BEGIN Extracted data
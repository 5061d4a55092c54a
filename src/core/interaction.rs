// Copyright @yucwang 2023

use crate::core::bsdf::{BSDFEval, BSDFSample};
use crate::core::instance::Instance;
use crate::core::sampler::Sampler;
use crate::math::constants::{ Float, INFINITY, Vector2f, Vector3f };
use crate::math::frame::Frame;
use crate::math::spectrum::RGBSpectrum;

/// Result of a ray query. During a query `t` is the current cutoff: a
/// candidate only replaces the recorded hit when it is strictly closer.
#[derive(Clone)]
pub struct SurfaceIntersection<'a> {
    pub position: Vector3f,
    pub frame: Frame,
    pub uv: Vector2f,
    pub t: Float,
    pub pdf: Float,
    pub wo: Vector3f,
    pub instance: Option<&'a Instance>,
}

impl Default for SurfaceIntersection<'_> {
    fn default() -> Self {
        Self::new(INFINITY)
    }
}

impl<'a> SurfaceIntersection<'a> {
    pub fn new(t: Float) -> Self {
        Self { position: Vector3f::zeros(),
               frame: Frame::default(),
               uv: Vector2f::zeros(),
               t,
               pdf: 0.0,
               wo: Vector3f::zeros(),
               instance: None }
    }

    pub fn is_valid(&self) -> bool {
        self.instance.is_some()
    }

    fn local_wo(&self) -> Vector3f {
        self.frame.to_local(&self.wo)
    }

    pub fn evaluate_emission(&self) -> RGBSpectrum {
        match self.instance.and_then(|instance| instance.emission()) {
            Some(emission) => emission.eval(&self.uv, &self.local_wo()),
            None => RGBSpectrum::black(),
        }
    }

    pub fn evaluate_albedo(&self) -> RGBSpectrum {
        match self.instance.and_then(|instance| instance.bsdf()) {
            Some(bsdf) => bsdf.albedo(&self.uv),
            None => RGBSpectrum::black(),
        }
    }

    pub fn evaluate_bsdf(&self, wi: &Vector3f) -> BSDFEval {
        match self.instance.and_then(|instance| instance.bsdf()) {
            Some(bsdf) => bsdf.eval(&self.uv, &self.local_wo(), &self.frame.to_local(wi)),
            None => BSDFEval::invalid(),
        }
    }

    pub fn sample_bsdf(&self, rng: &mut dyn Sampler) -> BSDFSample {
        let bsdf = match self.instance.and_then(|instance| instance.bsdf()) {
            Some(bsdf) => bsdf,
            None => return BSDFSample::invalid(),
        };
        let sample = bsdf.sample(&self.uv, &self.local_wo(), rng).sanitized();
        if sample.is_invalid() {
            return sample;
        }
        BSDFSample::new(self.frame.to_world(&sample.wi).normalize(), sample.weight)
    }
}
END Extracted data
BEGIN Extracted data
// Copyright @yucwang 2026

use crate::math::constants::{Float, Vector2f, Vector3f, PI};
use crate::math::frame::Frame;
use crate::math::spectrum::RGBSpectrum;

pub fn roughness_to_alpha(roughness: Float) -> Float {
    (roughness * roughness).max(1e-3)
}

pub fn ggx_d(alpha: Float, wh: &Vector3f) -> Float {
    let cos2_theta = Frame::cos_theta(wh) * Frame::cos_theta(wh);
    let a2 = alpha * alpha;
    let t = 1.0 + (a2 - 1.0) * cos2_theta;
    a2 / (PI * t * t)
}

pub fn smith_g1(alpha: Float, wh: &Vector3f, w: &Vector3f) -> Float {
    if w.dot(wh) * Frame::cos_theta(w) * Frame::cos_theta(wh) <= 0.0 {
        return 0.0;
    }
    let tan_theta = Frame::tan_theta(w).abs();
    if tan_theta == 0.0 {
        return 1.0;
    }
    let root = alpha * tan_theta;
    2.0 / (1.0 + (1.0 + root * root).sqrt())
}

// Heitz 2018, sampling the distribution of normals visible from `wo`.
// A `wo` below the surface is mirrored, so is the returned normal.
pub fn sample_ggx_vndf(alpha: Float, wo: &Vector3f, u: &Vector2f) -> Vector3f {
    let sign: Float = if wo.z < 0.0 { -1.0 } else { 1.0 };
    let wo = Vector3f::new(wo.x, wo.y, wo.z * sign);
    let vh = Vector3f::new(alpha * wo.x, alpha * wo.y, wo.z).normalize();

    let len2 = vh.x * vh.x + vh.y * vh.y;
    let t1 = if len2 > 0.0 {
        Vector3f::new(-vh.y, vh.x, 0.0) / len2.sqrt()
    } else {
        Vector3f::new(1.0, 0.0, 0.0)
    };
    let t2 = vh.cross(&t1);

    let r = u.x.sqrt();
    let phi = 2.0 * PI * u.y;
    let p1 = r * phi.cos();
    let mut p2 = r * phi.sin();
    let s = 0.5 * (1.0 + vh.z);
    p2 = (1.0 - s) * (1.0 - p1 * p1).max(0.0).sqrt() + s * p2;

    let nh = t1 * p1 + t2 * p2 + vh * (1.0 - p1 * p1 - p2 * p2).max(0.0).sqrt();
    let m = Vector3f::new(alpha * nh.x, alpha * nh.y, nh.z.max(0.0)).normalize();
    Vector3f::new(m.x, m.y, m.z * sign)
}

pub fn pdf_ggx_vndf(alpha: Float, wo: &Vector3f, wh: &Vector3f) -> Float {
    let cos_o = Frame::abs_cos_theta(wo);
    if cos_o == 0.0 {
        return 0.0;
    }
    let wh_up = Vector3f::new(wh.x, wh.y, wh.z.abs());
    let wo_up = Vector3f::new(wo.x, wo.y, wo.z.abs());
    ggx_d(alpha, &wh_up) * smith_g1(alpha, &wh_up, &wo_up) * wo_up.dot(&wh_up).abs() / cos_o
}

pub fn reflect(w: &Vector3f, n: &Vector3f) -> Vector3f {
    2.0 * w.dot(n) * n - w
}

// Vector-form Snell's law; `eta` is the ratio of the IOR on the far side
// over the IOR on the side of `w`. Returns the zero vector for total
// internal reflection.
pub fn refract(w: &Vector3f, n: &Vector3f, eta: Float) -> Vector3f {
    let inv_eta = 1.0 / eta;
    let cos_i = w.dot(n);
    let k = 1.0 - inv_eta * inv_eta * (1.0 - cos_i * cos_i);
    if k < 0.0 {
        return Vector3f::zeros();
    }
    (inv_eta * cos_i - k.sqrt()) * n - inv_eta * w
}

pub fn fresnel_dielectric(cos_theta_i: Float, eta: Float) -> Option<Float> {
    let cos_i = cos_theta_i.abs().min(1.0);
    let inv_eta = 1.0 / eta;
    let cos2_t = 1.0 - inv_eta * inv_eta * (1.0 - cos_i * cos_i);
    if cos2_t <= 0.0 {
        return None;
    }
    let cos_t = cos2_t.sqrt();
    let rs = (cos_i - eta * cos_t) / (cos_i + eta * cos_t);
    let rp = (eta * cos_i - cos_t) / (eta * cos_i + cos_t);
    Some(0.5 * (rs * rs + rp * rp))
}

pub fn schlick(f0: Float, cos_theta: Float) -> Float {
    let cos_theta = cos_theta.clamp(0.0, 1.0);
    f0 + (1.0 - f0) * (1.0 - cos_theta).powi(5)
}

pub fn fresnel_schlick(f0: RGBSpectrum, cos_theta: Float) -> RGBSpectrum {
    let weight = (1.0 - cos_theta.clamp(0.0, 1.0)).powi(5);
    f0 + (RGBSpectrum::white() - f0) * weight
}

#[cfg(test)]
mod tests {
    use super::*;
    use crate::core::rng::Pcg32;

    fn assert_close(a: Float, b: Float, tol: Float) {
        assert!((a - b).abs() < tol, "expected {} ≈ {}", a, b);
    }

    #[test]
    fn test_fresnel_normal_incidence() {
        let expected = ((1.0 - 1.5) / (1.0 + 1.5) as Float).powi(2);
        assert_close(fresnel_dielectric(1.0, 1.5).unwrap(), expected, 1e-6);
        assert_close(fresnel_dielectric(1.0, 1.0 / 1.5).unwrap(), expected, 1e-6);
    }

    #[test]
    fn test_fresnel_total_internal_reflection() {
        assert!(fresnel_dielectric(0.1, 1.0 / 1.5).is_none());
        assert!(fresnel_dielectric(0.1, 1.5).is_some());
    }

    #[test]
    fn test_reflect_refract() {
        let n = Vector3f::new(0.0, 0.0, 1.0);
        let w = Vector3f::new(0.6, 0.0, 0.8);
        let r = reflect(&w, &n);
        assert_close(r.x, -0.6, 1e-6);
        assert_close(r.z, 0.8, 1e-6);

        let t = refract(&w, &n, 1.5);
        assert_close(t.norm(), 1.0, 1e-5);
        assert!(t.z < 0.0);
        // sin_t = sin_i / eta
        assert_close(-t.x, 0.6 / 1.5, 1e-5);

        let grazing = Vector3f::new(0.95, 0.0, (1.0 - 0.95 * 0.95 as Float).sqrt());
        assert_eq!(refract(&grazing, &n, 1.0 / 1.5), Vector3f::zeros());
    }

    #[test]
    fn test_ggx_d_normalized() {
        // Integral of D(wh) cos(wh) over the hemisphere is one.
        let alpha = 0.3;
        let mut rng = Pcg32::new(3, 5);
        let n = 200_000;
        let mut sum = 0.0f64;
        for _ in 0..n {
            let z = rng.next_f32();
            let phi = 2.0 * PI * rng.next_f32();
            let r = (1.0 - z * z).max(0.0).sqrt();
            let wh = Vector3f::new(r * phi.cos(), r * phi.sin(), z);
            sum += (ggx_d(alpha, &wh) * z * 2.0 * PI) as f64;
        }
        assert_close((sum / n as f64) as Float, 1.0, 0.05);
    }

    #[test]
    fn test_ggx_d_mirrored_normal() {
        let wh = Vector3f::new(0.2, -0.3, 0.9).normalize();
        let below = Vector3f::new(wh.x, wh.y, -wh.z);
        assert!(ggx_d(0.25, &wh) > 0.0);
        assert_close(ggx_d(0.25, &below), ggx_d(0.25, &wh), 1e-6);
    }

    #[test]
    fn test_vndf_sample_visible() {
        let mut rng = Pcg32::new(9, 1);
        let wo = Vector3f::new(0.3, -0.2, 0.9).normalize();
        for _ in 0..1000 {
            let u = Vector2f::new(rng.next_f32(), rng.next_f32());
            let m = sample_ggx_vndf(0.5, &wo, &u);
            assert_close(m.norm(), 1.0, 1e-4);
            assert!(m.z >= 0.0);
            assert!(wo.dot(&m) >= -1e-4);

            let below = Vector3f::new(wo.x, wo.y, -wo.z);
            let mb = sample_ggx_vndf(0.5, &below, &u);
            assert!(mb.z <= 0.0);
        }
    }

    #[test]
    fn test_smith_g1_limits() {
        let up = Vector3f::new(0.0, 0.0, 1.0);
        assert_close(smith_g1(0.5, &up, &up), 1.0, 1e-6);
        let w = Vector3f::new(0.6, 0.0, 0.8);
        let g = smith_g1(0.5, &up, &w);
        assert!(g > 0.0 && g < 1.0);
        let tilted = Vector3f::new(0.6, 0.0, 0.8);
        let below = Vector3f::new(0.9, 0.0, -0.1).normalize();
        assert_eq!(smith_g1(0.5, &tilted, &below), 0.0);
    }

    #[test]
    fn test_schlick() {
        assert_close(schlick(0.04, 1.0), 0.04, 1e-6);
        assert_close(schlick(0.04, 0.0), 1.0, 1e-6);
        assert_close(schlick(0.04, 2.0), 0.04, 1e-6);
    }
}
END Extracted data
Going through the records, work out how many lines contain the word "yucwang". Please answer with the number only.

2